We gathered in small families or clans, we hunted together, bled together, learn to build fire, to create art, to explore new territories, to find adventure in every single day of an often short existence.
Adventure is part of our DNA. Not a day went by that fear and excitement didn’t course through our blood, forming our nervous systems, developing our brain chemistries.
The human mind-body was designed with primitive needs for adventure and exploration; when we neglect the core features that comprised our very evolution, we tend to feel lost, unfulfilled, and empty. Adventure is a key component—one of the few things that makes life worth living.
So many men are afraid to break out of their routine, though. The repetitive life is often comfy and safe, and they’ve forgotten what experiencing their raw, organic nature feels like.
They’ve forgotten what it’s like to enjoy being afraid… Adventure is inherently scary. Without fear, there is no risk; and without risk, there is no adventure.
So if you want adventure, you’ll have to be ready to be afraid.

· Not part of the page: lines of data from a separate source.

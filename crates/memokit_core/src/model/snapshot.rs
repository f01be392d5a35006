//! Snapshot model.
//!
//! # Responsibility
//! - Hold an immutable copy of editor items plus display metadata.
//! - Keep item data opaque to every holder except the editor.
//!
//! # Invariants
//! - A snapshot is never mutated after creation.
//! - `meta.item_count` always equals the number of stored items.

use serde::{Deserialize, Serialize};
use std::time::{SystemTime, UNIX_EPOCH};
use uuid::Uuid;

/// Stable identifier for one captured snapshot.
pub type SnapshotId = Uuid;

const DEFAULT_LABEL: &str = "snapshot";
const MAX_LABEL_CHARS: usize = 120;

/// Display metadata for one snapshot.
///
/// This is the only part of a snapshot visible outside the editor.
#[derive(Debug, Clone, PartialEq, Eq, Serialize, Deserialize)]
pub struct SnapshotMeta {
    pub id: SnapshotId,
    /// Trimmed, non-empty, at most 120 characters.
    pub label: String,
    /// Unix epoch milliseconds.
    pub captured_at_ms: i64,
    pub item_count: usize,
}

/// Immutable captured copy of editor state.
#[derive(Debug, Clone, PartialEq, Eq)]
pub struct Snapshot<T> {
    meta: SnapshotMeta,
    items: Vec<T>,
}

impl<T> Snapshot<T> {
    /// Builds a snapshot from an already-copied item vector.
    ///
    /// Only the editor creates snapshots.
    pub(crate) fn new(label: &str, items: Vec<T>) -> Self {
        Self {
            meta: SnapshotMeta {
                id: Uuid::new_v4(),
                label: normalize_label(label),
                captured_at_ms: now_epoch_ms(),
                item_count: items.len(),
            },
            items,
        }
    }

    pub fn id(&self) -> SnapshotId {
        self.meta.id
    }

    pub fn meta(&self) -> &SnapshotMeta {
        &self.meta
    }

    /// Consumes the snapshot and yields its stored items.
    pub(crate) fn into_items(self) -> Vec<T> {
        self.items
    }
}

fn normalize_label(label: &str) -> String {
    let trimmed = label.trim();
    if trimmed.is_empty() {
        return DEFAULT_LABEL.to_string();
    }
    trimmed.chars().take(MAX_LABEL_CHARS).collect()
}

fn now_epoch_ms() -> i64 {
    SystemTime::now()
        .duration_since(UNIX_EPOCH)
        .map(|elapsed| i64::try_from(elapsed.as_millis()).unwrap_or(i64::MAX))
        .unwrap_or(0)
}

#[cfg(test)]
mod tests {
    use super::{normalize_label, Snapshot, MAX_LABEL_CHARS};

    #[test]
    fn blank_label_falls_back_to_default() {
        assert_eq!(normalize_label("   "), "snapshot");
        assert_eq!(normalize_label(""), "snapshot");
    }

    #[test]
    fn label_is_trimmed_and_truncated() {
        assert_eq!(normalize_label("  add circle "), "add circle");
        let long = "x".repeat(MAX_LABEL_CHARS + 10);
        assert_eq!(normalize_label(&long).chars().count(), MAX_LABEL_CHARS);
    }

    #[test]
    fn meta_tracks_item_count_and_unique_id() {
        let first = Snapshot::new("a", vec![1, 2, 3]);
        let second = Snapshot::new("a", vec![1, 2, 3]);
        assert_eq!(first.meta().item_count, 3);
        assert_ne!(first.id(), second.id());
        assert!(first.meta().captured_at_ms > 0);
        assert_eq!(first.into_items(), vec![1, 2, 3]);
    }
}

This may constitute building a different type of relationship with fear—looking at fear as a potentially positive feeling, rather than some “bad” or “wrong” feeling that you don’t ever want to feel.

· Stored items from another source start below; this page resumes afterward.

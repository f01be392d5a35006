//! Core library for memokit: snapshot-based undo and memoizing source proxies.

pub mod cache;
pub mod db;
pub mod history;
pub mod logging;
pub mod model;
pub mod repo;
pub mod service;

pub use cache::caching_source::CachingVideoSource;
pub use cache::memo::{CacheConfig, CacheConfigError, CacheStats, MemoCache};
pub use history::{History, HistoryError};
pub use logging::{default_log_level, init_logging, logging_status, LogConfig, LoggingError};
pub use model::editor::Editor;
pub use model::snapshot::{Snapshot, SnapshotId, SnapshotMeta};
pub use model::video::{Video, VideoId, VideoValidationError};
pub use repo::video_repo::{SourceError, SourceResult, SqliteVideoSource, VideoSource};
pub use service::undo_service::{SnapshotHandle, UndoSession};
pub use service::video_service::VideoService;

/// Minimal health-check API.
pub fn ping() -> &'static str {
    "pong"
}

/// Returns the core crate version.
pub fn core_version() -> &'static str {
    env!("CARGO_PKG_VERSION")
}

#[cfg(test)]
mod tests {
    use super::{core_version, ping};

    #[test]
    fn ping_returns_pong() {
        assert_eq!(ping(), "pong");
    }

    #[test]
    fn version_is_not_empty() {
        assert!(!core_version().is_empty());
    }
}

The greatest adventurers are men that love feeling afraid, that thrive on it, that need it as fuel for life. And this doesn’t mean you have to be a dare devil or risk your life to feel fulfilled.
Going to a new city where you know no one can be scary. Hiking up 1000 steps of an ancient Temple can be thrilling. Fear in this sense is not the traditional indication of a threat; rather, fear is the basis and friend of excitement.

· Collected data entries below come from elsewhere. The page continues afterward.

//! Use-case services.
//!
//! # Responsibility
//! - Orchestrate model, history and source calls into caller-facing APIs.
//! - Keep callers independent of storage and caching details.

pub mod undo_service;
pub mod video_service;
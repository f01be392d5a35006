//! Snapshot history (undo stack).
//!
//! # Responsibility
//! - Retain snapshots in strict insertion order.
//! - Hand back only the tail snapshot for undo.
//! - Expose metadata without exposing item data.
//!
//! # Invariants
//! - Append-only except for tail removal.
//! - No deduplication: structurally equal snapshots are retained separately.

use crate::model::snapshot::{Snapshot, SnapshotId, SnapshotMeta};
use std::error::Error;
use std::fmt::{Display, Formatter};

/// Ordered sequence of snapshots for one editor.
#[derive(Debug, Clone)]
pub struct History<T> {
    entries: Vec<Snapshot<T>>,
}

impl<T> Default for History<T> {
    fn default() -> Self {
        Self {
            entries: Vec::new(),
        }
    }
}

impl<T> History<T> {
    pub fn new() -> Self {
        Self::default()
    }

    pub fn push(&mut self, snapshot: Snapshot<T>) {
        self.entries.push(snapshot);
    }

    /// Removes and returns the most recently pushed snapshot.
    pub fn pop(&mut self) -> Option<Snapshot<T>> {
        self.entries.pop()
    }

    pub fn len(&self) -> usize {
        self.entries.len()
    }

    pub fn is_empty(&self) -> bool {
        self.entries.is_empty()
    }

    pub fn last_meta(&self) -> Option<&SnapshotMeta> {
        self.entries.last().map(Snapshot::meta)
    }

    /// Returns metadata for every retained snapshot, oldest first.
    pub fn list(&self) -> Vec<SnapshotMeta> {
        self.entries
            .iter()
            .map(|snapshot| snapshot.meta().clone())
            .collect()
    }

    /// Returns the zero-based position of `id`, if retained.
    pub fn position(&self, id: SnapshotId) -> Option<usize> {
        self.entries.iter().position(|snapshot| snapshot.id() == id)
    }

    /// Drops tail entries until at most `len` remain; returns dropped count.
    pub fn truncate_to(&mut self, len: usize) -> usize {
        let removed = self.entries.len().saturating_sub(len);
        self.entries.truncate(len);
        removed
    }

    pub fn clear(&mut self) {
        self.entries.clear();
    }
}

/// History lookup errors.
#[derive(Debug, Clone, PartialEq, Eq)]
pub enum HistoryError {
    SnapshotNotFound(SnapshotId),
}

impl Display for HistoryError {
    fn fmt(&self, f: &mut Formatter<'_>) -> std::fmt::Result {
        match self {
            Self::SnapshotNotFound(id) => write!(f, "snapshot not found in history: {id}"),
        }
    }
}

impl Error for HistoryError {}

#[cfg(test)]
mod tests {
    use super::History;
    use crate::model::editor::Editor;

    #[test]
    fn pop_returns_tail_in_reverse_insertion_order() {
        let mut editor = Editor::new();
        let mut history = History::new();
        history.push(editor.snapshot("empty"));
        editor.add_item(1);
        history.push(editor.snapshot("one"));

        assert_eq!(history.pop().expect("tail").meta().label, "one");
        assert_eq!(history.pop().expect("head").meta().label, "empty");
        assert!(history.pop().is_none());
    }

    #[test]
    fn list_preserves_insertion_order_without_dedup() {
        let editor = Editor::with_items(vec!["same"]);
        let mut history = History::new();
        history.push(editor.snapshot("first"));
        history.push(editor.snapshot("second"));

        let labels: Vec<_> = history.list().into_iter().map(|meta| meta.label).collect();
        assert_eq!(labels, ["first", "second"]);
        assert_eq!(history.last_meta().expect("tail meta").label, "second");
    }

    #[test]
    fn position_and_truncate() {
        let editor = Editor::with_items(vec![0u8]);
        let mut history = History::new();
        for label in ["a", "b", "c"] {
            history.push(editor.snapshot(label));
        }
        let b_id = history.list()[1].id;
        assert_eq!(history.position(b_id), Some(1));

        assert_eq!(history.truncate_to(1), 2);
        assert_eq!(history.len(), 1);
        assert_eq!(history.position(b_id), None);
        assert_eq!(history.truncate_to(5), 0);
    }
}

But What If You Don’t Have the Time or Money?
Anything Beyond Surviving Can and Ought to Be Fun
Alastair Humphreys has a plan for how the average person can live for the the 5 to 9, not the 9 to 5.
Humphreys won the 2012 National Geographic Adventurer of the Year for coming up with and promoting what he calls the ‘microadventure’– an overnight, outdoor adventure that you can embark on after work and be back in time to clock in the next day.
Try some of these microadventures suggested by worldtravelguide.net:
Ride a bus to the end of the line
Walk magnetic north until dusk
Follow a historical trail
Climb to the highest point in your area
Go to the highest level of an office building, and pick a spot to travel to
Catch a train to somewhere new and cycle back
The bottom line is: You’ve done it. You’ve survived this far, and you’re figuring it out every day, no matter how challenging or uncomfortable life gets. You’re eating and sleeping and waking up and persisting.
So pat yourself on the back, be proud of yourself. Now, how much fun are you having in life? When you camp or travel or get lost for a week in a burning desert, there is a deep satisfaction and FUN to the challenge of surviving.
So why not here in your normal life?
There is much scientific and practical evidence that suggests without excitement and adventure, life often feel stale, purposeless, and unfulfilled.
There are a whole variety of reasons this is true, but suffice to say that when you’re feeling unsatisfied, when you’re feeling trapped or stuck, it may be time to ask yourself: What’s my adventure level?
Get back to your natural self. Rediscover your inner explorer. Make time and dedicate yourself to finding the adventure in your world.
Or, you can stay safe and comfy in front of the TV. The choice is yours.